PDA

View Full Version : [SOLVED] Insert a comment in html file based on its contents



diaco
June 10th, 2010, 01:14 PM
I have multiple HTML files in a folder. there is a <h2> tag like this:

<h2>some text</h2>in each file.
I want to write a shell script/batch file to add this tag in <head> section of each file:

<!-- TITLE= "same text from h2 tag" -->there is a problem: <h2>some text</h2> in some files has 1 or more linebreaks and so I can't capture tag content using a simple grep or...
for example:
<h2>first part of text
second line of text</h2>

The line break shouldn't be shown in <!-- TITLE= "same text from h2 tag" -->.
The script has to capture tag content & skip line breaks.
Can anybody help me?

DanielWaterworth
June 10th, 2010, 01:30 PM
You can do it in python:


import re, sys

if len(sys.argv) != 2:
print "usage: %s [filename]" % sys.argv[0]
sys.exit(1)

filename = sys.argv[1]

f = open(filename, "r")
contents = f.read()
f.close()

m = re.search(r"<h2>([^<>]+)</h2>", contents)
if m:
h2 = m.group(1)
h2 = re.sub('\n', '', h2)
contents = re.sub('<head>', '<head>\n<!-- TITLE=\"'+h2+'\" -->', contents)
f = open(filename, "w")
f.write(contents)
f.close()
It's not tested but it shouldn't need much done to it. If you need any help just post back here with your problems. Obviously backup everything before you use it on indispensable files.

diaco
June 10th, 2010, 03:38 PM
Thank you but it didn't make any change to my html files (and i don't know how to correct python codes!).
Is there any other way? (I rather shell scripting because i can change & correct it & I undrestand the code)
Sorry but sometimes I really miss the power of visual studio.net :(

DanielWaterworth
June 10th, 2010, 04:02 PM
It works for me, this is what I did:

I saved the code above as change.py and made a simple test file, (called file, it didn't contain much just a h2 tag with some text and an empty head below it). In the shell I then typed "python change.py file" and it made the change and saved it.

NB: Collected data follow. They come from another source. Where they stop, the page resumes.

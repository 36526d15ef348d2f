//! Built-in tag renderers.

use serde::Deserialize;

use crate::error::TagError;
use crate::node::RenderedNode;
use crate::page::{Page, TagNode};
use crate::table::{RendererTable, TagRenderer, TagResult};

/// Heading tag emitted by the documentation extractor.
#[derive(Deserialize)]
struct HeadingTag {
    value: String,
    level: i64,
    #[serde(default)]
    route: Option<String>,
}

/// Renders `{ "tag": "heading", "value": "Usage", "level": 2, "route": "buttons.usage" }`
/// as `<h2 class="docs-title" data-route="buttons.usage">Usage</h2>`.
#[derive(Clone, Copy, Debug, Default)]
pub struct HeadingRenderer;

impl TagRenderer for HeadingRenderer {
    fn render(&self, tag: &TagNode, _key: usize, _page: &Page) -> TagResult {
        let heading: HeadingTag = tag.data()?;
        let level = u8::try_from(heading.level)
            .ok()
            .filter(|level| (1..=6).contains(level))
            .ok_or_else(|| TagError::new(format!("Invalid heading level: {}", heading.level)))?;

        let mut node =
            RenderedNode::element(format!("h{level}")).with_attr("class", "docs-title");
        if let Some(route) = heading.route {
            node = node.with_attr("data-route", route);
        }
        Ok(Some(node.with_child(RenderedNode::Text(heading.value))))
    }
}

/// Renders nothing. Registered for tags that should be dropped from output.
#[derive(Clone, Copy, Debug, Default)]
pub struct SilentRenderer;

impl TagRenderer for SilentRenderer {
    fn render(&self, _tag: &TagNode, _key: usize, _page: &Page) -> TagResult {
        Ok(None)
    }
}

impl RendererTable {
    /// Create a table with the built-in renderers (`heading`).
    #[must_use]
    pub fn with_builtins() -> Self {
        Self::new().with_renderer("heading", HeadingRenderer)
    }
}
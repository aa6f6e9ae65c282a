//! Filesystem spool transport.
//!
//! Layout under the spool root:
//!
//! ```text
//! sent/<id>.json     one file per sent message (the sent store)
//! drafts/<id>.json   one file per draft
//! ```
//!
//! A downstream relay picks messages up from `sent/`. Records are visible as soon
//! as `send` returns.

use std::path::{Path, PathBuf};

use async_trait::async_trait;
use chrono::{DateTime, Utc};
use serde::{Deserialize, Serialize};
use uuid::Uuid;

use mailrun_common::error::TransportError;
use mailrun_common::types::{ArchiveFormat, OutgoingMessage, RecordId, SentQuery, SentRecord};

use crate::{ArchivedMessage, MailTransport, Result};

#[derive(Debug, Clone, Serialize, Deserialize)]
struct SpoolRecord {
    id: RecordId,
    sent_on: DateTime<Utc>,
    message: OutgoingMessage,
}

impl SpoolRecord {
    fn to_sent_record(&self) -> SentRecord {
        SentRecord {
            id: self.id.clone(),
            subject: self.message.subject.clone(),
            sent_on: self.sent_on,
            attachment_count: Some(self.message.attachments.len()),
        }
    }
}

/// Transport that writes messages as JSON files under a spool directory.
#[derive(Debug, Clone)]
pub struct SpoolTransport {
    root: PathBuf,
}

impl SpoolTransport {
    pub fn new(root: impl Into<PathBuf>) -> Self {
        Self { root: root.into() }
    }

    pub fn root(&self) -> &Path {
        &self.root
    }

    fn sent_dir(&self) -> PathBuf {
        self.root.join("sent")
    }

    fn drafts_dir(&self) -> PathBuf {
        self.root.join("drafts")
    }

    fn record_path(&self, id: &RecordId) -> Result<PathBuf> {
        let valid = !id.0.is_empty()
            && id.0.chars().all(|c| c.is_ascii_alphanumeric() || c == '-');
        if !valid {
            return Err(TransportError::NotFound(id.to_string()));
        }
        Ok(self.sent_dir().join(format!("{}.json", id.0)))
    }

    async fn write_record(&self, dir: PathBuf, record: &SpoolRecord) -> Result<()> {
        tokio::fs::create_dir_all(&dir).await?;
        let bytes = serde_json::to_vec_pretty(record)?;
        tokio::fs::write(dir.join(format!("{}.json", record.id.0)), bytes).await?;
        Ok(())
    }

    async fn read_record(&self, id: &RecordId) -> Result<SpoolRecord> {
        let path = self.record_path(id)?;
        let bytes = match tokio::fs::read(&path).await {
            Ok(bytes) => bytes,
            Err(e) if e.kind() == std::io::ErrorKind::NotFound => {
                return Err(TransportError::NotFound(id.to_string()));
            }
            Err(e) => return Err(e.into()),
        };
        Ok(serde_json::from_slice(&bytes)?)
    }

    fn new_record(message: &OutgoingMessage) -> SpoolRecord {
        SpoolRecord {
            id: RecordId(Uuid::new_v4().to_string()),
            sent_on: Utc::now(),
            message: message.clone(),
        }
    }
}

#[async_trait]
impl MailTransport for SpoolTransport {
    async fn send(&self, message: &OutgoingMessage) -> Result<()> {
        if message.to.trim().is_empty() {
            return Err(TransportError::Rejected("message has no recipients".into()));
        }
        let record = Self::new_record(message);
        self.write_record(self.sent_dir(), &record).await?;
        tracing::debug!(id = %record.id, subject = %message.subject, "Spooled message");
        Ok(())
    }

    async fn save_draft(&self, message: &OutgoingMessage) -> Result<()> {
        let record = Self::new_record(message);
        self.write_record(self.drafts_dir(), &record).await
    }

    async fn query_sent(&self, query: &SentQuery) -> Result<Vec<SentRecord>> {
        let dir = self.sent_dir();
        let mut entries = match tokio::fs::read_dir(&dir).await {
            Ok(entries) => entries,
            Err(e) if e.kind() == std::io::ErrorKind::NotFound => return Ok(Vec::new()),
            Err(e) => return Err(e.into()),
        };

        let mut found = Vec::new();
        while let Some(entry) = entries.next_entry().await? {
            let path = entry.path();
            if path.extension().and_then(|e| e.to_str()) != Some("json") {
                continue;
            }
            let bytes = tokio::fs::read(&path).await?;
            let record: SpoolRecord = match serde_json::from_slice(&bytes) {
                Ok(record) => record,
                Err(e) => {
                    tracing::warn!(path = %path.display(), error = %e, "Skipping unreadable spool record");
                    continue;
                }
            };
            if record.message.subject == query.subject && record.sent_on >= query.sent_after {
                found.push(record.to_sent_record());
            }
        }

        found.sort_by(|a, b| b.sent_on.cmp(&a.sent_on));
        found.truncate(query.limit);
        Ok(found)
    }

    async fn duplicate(&self, record: &RecordId) -> Result<RecordId> {
        let mut copy = self.read_record(record).await?;
        copy.id = RecordId(Uuid::new_v4().to_string());
        self.write_record(self.sent_dir(), &copy).await?;
        Ok(copy.id)
    }

    async fn save_as(&self, record: &RecordId, path: &Path, format: ArchiveFormat) -> Result<()> {
        let stored = self.read_record(record).await?;
        let archived = ArchivedMessage {
            format,
            id: stored.id,
            sent_on: stored.sent_on,
            message: stored.message,
        };
        tokio::fs::write(path, serde_json::to_vec_pretty(&archived)?).await?;
        Ok(())
    }

    async fn delete(&self, record: &RecordId) -> Result<()> {
        let path = self.record_path(record)?;
        match tokio::fs::remove_file(&path).await {
            Ok(()) => Ok(()),
            Err(e) if e.kind() == std::io::ErrorKind::NotFound => {
                Err(TransportError::NotFound(record.to_string()))
            }
            Err(e) => Err(e.into()),
        }
    }

    fn name(&self) -> &'static str {
        "spool"
    }
}

#[cfg(test)]
mod tests {
    use super::*;

    fn message(subject: &str) -> OutgoingMessage {
        OutgoingMessage {
            to: "a@x.com".into(),
            cc: String::new(),
            bcc: String::new(),
            subject: subject.to_string(),
            html_body: "<p>hi</p>".into(),
            attachments: vec![PathBuf::from("report.pdf")],
        }
    }

    fn query(subject: &str) -> SentQuery {
        SentQuery {
            subject: subject.to_string(),
            sent_after: Utc::now() - chrono::Duration::minutes(2),
            limit: 60,
        }
    }

    #[tokio::test]
    async fn test_send_then_query_finds_record() {
        let dir = tempfile::tempdir().unwrap();
        let spool = SpoolTransport::new(dir.path());

        spool.send(&message("Weekly")).await.unwrap();
        spool.send(&message("Other")).await.unwrap();

        let found = spool.query_sent(&query("Weekly")).await.unwrap();
        assert_eq!(found.len(), 1);
        assert_eq!(found[0].attachment_count, Some(1));
    }

    #[tokio::test]
    async fn test_query_on_empty_spool() {
        let dir = tempfile::tempdir().unwrap();
        let spool = SpoolTransport::new(dir.path().join("never-created"));
        assert!(spool.query_sent(&query("x")).await.unwrap().is_empty());
    }

    #[tokio::test]
    async fn test_duplicate_save_delete() {
        let dir = tempfile::tempdir().unwrap();
        let spool = SpoolTransport::new(dir.path().join("spool"));
        spool.send(&message("Weekly")).await.unwrap();
        let original = spool.query_sent(&query("Weekly")).await.unwrap().remove(0);

        let copy = spool.duplicate(&original.id).await.unwrap();
        assert_eq!(spool.query_sent(&query("Weekly")).await.unwrap().len(), 2);

        let target = dir.path().join("Weekly.msg");
        spool.save_as(&copy, &target, ArchiveFormat::Msg).await.unwrap();
        spool.delete(&copy).await.unwrap();

        let archived: ArchivedMessage =
            serde_json::from_slice(&std::fs::read(&target).unwrap()).unwrap();
        assert_eq!(archived.message.subject, "Weekly");
        assert_eq!(spool.query_sent(&query("Weekly")).await.unwrap().len(), 1);
    }

    #[tokio::test]
    async fn test_drafts_do_not_enter_sent_store() {
        let dir = tempfile::tempdir().unwrap();
        let spool = SpoolTransport::new(dir.path());
        spool.save_draft(&message("Weekly")).await.unwrap();
        assert!(spool.query_sent(&query("Weekly")).await.unwrap().is_empty());
        assert_eq!(std::fs::read_dir(dir.path().join("drafts")).unwrap().count(), 1);
    }

    #[tokio::test]
    async fn test_foreign_ids_are_not_found() {
        let dir = tempfile::tempdir().unwrap();
        let spool = SpoolTransport::new(dir.path());
        let err = spool.delete(&RecordId("../escape".into())).await.unwrap_err();
        assert!(matches!(err, TransportError::NotFound(_)));
    }
}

I prefer python to shell scripting because shell scripting gets very complicated very quickly. Python was originally designed to do work like this anyhow.

DanielWaterworth
June 10th, 2010, 05:55 PM
I don't think it's making a change because it's case sensitive. Are there instances of anything but <h2>, like <H2> or instead of <head>, <HEAD> or even something like <head something=something>?

myrtle1908
June 11th, 2010, 07:01 AM
Best to use a HTML parser for this task. However, this nasty Perl script should do what you require


use strict;
use warnings;

my $htmlfile = $ARGV[0] || 'h2.html';
my ($buf, $h2, $t, $c);

undef $/;
open IN, $htmlfile or die $!;
$buf = <IN>;
close IN;

if ($buf =~ m!<h2>(.*?)</h2>!gsi) {
$t = $1;
$t =~ s#\n# #g;
$c = qq(<!-- TITLE= "$t" -->);
$buf =~ s#<head(.*?)>#<head$1>$c#si;
open OUT, ">$htmlfile" or die $!;
print OUT $buf;
close OUT;
print "Updated $htmlfile\n";
} else {
print "H2 not found in $htmlfile\n";
}

h2.html before


<hEaD some="thing"
another="attrib">
</head>

<h2>Some
heading
and stuff
</h2>

h2.html after


<head some="thing"
another="attrib"><!-- TITLE= "Some heading and stuff " -->
</head>

<h2>Some
heading
and stuff
</h2>

Milliways
June 11th, 2010, 08:36 AM
Thank you but it didn't make any change to my html files (and i don't know how to correct python codes!).
Is there any other way? (I rather shell scripting because i can change & correct it & I undrestand the code)
Sorry but sometimes I really miss the power of visual studio.net :(

There are many ways.
I probably would have used sed with a regular expression to make the changes.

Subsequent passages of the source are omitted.